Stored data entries
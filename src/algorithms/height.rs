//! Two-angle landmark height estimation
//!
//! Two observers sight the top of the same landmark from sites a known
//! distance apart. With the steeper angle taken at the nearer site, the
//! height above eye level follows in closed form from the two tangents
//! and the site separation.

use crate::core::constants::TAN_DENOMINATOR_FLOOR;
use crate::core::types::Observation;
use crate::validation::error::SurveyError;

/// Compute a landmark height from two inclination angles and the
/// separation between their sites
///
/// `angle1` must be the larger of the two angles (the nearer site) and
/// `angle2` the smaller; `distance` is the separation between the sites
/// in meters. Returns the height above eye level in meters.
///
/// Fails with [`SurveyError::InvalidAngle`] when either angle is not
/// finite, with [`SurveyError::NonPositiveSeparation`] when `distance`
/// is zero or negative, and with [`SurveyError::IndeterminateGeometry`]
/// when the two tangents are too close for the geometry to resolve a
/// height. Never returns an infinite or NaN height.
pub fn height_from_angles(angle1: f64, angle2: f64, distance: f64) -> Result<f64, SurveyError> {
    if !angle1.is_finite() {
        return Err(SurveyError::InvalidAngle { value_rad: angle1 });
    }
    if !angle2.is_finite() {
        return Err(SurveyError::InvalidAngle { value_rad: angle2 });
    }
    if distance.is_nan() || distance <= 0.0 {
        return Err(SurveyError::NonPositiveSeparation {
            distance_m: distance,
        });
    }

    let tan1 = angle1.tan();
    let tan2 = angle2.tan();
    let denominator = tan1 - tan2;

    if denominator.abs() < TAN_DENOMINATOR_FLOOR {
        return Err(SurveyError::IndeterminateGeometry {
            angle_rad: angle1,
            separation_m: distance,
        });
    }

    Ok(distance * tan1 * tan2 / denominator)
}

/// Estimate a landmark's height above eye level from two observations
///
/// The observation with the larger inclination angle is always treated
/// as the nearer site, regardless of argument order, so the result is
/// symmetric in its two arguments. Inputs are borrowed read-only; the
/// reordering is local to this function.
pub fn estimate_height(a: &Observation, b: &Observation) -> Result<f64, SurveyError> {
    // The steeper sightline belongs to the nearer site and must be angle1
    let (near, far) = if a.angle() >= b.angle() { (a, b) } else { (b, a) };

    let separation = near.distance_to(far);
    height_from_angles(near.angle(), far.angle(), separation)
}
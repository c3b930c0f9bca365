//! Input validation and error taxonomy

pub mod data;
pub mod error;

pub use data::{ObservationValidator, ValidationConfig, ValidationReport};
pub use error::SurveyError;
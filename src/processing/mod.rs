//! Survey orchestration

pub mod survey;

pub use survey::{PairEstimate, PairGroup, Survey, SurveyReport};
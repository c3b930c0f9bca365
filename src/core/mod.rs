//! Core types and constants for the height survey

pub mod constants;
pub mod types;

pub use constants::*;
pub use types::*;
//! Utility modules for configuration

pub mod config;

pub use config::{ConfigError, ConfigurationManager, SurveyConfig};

...

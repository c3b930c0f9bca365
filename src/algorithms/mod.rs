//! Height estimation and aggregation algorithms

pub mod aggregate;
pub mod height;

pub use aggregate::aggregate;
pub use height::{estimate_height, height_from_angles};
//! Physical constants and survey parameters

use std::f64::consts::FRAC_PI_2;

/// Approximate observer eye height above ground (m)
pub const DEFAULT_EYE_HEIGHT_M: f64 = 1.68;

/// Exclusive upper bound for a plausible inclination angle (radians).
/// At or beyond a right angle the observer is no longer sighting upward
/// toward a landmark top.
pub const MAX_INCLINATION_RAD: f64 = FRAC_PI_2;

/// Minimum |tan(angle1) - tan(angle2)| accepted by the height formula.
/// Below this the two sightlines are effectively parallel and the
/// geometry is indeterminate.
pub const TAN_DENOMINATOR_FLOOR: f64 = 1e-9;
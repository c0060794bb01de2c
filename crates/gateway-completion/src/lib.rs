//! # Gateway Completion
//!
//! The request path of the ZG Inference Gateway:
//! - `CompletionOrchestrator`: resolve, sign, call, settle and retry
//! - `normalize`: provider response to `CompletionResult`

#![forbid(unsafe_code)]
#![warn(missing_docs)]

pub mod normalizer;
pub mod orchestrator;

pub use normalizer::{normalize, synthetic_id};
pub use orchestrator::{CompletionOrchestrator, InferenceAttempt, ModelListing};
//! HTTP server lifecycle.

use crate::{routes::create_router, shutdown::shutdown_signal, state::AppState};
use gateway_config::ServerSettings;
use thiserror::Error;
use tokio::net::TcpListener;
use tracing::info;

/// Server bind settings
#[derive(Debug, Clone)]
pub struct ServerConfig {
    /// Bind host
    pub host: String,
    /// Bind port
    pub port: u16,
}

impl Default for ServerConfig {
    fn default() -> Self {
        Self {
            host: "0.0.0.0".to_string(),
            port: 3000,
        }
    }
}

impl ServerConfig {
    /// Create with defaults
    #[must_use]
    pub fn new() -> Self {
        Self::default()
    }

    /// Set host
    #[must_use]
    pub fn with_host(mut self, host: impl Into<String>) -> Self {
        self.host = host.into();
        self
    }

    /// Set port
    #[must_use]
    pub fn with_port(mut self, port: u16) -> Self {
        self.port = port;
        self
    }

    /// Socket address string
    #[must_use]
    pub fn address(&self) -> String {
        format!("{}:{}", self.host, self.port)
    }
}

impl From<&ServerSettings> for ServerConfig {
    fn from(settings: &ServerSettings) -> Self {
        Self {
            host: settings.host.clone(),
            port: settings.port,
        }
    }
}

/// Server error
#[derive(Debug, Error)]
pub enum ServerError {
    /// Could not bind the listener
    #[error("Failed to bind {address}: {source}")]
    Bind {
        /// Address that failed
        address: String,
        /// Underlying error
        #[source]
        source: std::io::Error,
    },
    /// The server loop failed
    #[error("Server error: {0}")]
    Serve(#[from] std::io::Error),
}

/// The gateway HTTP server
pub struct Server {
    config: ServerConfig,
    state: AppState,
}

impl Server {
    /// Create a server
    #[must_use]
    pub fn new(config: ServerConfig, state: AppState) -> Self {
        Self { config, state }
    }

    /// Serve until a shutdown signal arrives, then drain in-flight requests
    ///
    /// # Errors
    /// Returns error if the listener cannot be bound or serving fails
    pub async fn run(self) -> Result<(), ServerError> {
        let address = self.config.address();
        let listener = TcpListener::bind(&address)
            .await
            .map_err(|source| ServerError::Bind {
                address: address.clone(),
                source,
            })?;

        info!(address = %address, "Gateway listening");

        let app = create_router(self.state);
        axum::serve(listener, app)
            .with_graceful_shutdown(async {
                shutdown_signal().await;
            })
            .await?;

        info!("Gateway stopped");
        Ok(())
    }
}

---

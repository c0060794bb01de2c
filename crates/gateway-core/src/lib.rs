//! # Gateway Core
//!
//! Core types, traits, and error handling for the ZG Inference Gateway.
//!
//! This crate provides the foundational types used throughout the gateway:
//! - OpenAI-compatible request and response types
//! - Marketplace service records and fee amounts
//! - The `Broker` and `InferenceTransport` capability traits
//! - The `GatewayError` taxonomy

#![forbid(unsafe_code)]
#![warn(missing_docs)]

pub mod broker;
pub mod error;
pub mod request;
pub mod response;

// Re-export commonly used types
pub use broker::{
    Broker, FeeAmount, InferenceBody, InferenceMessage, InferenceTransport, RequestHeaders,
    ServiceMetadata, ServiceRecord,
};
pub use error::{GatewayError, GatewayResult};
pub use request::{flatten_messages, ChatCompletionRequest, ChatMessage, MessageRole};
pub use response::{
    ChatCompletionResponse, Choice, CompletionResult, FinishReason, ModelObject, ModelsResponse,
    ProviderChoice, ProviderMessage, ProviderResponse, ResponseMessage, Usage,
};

_Exercise details_: Whichever lines of the records above hold the word "GatewayError" should all be copied out.

_Response_:
//! - The `GatewayError` taxonomy
pub use error::{GatewayError, GatewayResult};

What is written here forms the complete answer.